*Entries shown*.
======

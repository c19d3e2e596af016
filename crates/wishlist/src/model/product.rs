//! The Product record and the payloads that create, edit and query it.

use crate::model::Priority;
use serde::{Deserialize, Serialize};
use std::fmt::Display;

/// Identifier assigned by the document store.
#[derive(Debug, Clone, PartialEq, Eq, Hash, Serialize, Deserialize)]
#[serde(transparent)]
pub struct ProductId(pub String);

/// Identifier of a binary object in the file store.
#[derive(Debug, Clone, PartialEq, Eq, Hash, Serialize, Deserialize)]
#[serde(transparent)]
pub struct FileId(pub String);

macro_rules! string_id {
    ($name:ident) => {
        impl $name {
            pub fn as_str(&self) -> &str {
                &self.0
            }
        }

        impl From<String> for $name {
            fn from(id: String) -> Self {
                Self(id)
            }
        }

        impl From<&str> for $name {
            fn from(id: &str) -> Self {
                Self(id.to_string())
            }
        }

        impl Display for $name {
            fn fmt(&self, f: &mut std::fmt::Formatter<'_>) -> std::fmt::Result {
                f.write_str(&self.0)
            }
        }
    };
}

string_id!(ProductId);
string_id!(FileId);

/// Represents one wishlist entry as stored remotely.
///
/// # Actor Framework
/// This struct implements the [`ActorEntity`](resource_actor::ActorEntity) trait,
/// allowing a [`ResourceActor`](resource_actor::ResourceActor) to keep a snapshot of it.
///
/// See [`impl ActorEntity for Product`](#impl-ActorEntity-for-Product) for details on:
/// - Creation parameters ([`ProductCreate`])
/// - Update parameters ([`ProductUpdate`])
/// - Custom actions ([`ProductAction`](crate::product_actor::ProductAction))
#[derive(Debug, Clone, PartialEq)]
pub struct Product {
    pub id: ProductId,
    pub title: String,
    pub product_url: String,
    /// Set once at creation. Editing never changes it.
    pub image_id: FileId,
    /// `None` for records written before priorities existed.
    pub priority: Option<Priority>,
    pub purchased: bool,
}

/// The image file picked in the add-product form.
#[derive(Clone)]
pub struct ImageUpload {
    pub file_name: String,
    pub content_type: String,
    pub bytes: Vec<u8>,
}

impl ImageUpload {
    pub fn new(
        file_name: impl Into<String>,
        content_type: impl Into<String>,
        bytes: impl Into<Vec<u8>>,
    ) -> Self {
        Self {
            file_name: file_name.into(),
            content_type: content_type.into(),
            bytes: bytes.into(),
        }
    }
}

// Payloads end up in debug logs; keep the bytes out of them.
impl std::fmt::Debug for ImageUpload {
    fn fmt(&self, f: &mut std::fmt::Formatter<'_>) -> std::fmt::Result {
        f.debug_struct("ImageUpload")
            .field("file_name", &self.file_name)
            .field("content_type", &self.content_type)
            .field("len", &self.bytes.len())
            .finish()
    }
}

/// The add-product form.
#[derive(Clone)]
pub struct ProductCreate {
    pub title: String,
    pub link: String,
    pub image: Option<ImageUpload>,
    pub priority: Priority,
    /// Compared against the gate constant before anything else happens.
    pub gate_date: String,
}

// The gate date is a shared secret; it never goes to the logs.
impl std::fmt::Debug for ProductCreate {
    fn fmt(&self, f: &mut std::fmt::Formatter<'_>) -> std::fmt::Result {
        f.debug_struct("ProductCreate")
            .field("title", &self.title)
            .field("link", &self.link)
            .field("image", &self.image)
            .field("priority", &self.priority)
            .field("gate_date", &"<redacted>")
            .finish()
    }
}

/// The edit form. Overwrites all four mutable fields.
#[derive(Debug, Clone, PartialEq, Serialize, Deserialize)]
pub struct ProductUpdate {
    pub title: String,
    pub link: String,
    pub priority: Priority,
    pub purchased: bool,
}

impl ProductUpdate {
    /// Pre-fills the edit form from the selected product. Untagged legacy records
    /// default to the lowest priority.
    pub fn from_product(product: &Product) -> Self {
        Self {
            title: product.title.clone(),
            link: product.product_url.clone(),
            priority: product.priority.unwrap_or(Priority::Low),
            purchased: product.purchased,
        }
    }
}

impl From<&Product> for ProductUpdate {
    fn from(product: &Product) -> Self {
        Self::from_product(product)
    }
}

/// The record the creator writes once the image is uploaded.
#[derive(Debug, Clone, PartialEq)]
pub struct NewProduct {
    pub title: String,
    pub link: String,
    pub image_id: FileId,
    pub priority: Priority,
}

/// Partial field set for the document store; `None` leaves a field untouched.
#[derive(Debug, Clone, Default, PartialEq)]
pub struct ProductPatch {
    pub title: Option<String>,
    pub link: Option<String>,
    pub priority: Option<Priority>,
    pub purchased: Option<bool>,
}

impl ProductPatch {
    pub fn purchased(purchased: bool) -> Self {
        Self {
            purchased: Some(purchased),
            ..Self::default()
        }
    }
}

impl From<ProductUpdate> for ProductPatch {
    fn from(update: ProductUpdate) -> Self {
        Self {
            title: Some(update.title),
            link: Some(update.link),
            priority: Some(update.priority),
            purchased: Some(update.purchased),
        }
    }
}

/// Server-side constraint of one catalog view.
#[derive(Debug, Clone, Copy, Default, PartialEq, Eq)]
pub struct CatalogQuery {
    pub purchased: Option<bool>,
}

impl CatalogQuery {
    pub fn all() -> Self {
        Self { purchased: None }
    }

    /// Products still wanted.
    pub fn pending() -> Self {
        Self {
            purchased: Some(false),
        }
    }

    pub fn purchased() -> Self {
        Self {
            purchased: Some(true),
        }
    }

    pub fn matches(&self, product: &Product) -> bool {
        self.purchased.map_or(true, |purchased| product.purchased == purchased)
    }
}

======

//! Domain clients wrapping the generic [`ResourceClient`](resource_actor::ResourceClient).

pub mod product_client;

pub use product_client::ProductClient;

======

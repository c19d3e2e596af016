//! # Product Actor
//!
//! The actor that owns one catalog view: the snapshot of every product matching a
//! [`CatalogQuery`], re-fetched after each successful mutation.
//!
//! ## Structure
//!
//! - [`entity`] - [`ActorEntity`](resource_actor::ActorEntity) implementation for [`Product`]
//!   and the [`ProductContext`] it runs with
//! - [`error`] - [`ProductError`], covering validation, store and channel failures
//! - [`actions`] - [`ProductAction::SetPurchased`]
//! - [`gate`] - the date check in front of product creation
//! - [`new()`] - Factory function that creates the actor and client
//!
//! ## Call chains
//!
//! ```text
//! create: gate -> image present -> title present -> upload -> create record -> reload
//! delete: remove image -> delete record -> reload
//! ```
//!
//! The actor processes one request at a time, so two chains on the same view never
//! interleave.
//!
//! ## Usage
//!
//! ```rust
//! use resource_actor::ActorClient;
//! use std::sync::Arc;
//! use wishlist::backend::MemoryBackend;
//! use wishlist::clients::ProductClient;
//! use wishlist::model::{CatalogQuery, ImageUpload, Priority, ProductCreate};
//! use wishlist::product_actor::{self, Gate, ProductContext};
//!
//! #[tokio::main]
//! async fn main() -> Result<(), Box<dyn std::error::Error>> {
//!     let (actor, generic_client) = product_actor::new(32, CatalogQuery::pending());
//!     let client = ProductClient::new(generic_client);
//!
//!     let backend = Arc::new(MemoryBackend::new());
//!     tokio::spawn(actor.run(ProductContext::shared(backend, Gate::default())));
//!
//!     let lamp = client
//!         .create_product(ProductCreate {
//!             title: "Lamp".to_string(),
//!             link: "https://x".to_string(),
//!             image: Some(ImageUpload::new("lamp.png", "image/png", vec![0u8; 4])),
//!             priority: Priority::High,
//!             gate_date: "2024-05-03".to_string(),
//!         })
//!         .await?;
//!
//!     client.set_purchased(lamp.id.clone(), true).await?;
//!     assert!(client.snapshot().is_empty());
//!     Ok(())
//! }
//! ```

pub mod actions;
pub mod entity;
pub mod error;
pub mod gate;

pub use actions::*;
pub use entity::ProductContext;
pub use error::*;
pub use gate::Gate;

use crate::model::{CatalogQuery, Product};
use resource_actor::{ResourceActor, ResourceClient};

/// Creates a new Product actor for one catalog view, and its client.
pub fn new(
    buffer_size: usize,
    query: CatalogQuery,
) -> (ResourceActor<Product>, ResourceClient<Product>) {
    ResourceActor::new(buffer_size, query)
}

======

*How to complete this task*. Wherever a line above contains the string "snapshot", copy that line.

*Answer to the exercise*.
/// allowing a [`ResourceActor`](resource_actor::ResourceActor) to keep a snapshot of it.
//! The actor that owns one catalog view: the snapshot of every product matching a
//!     assert!(client.snapshot().is_empty());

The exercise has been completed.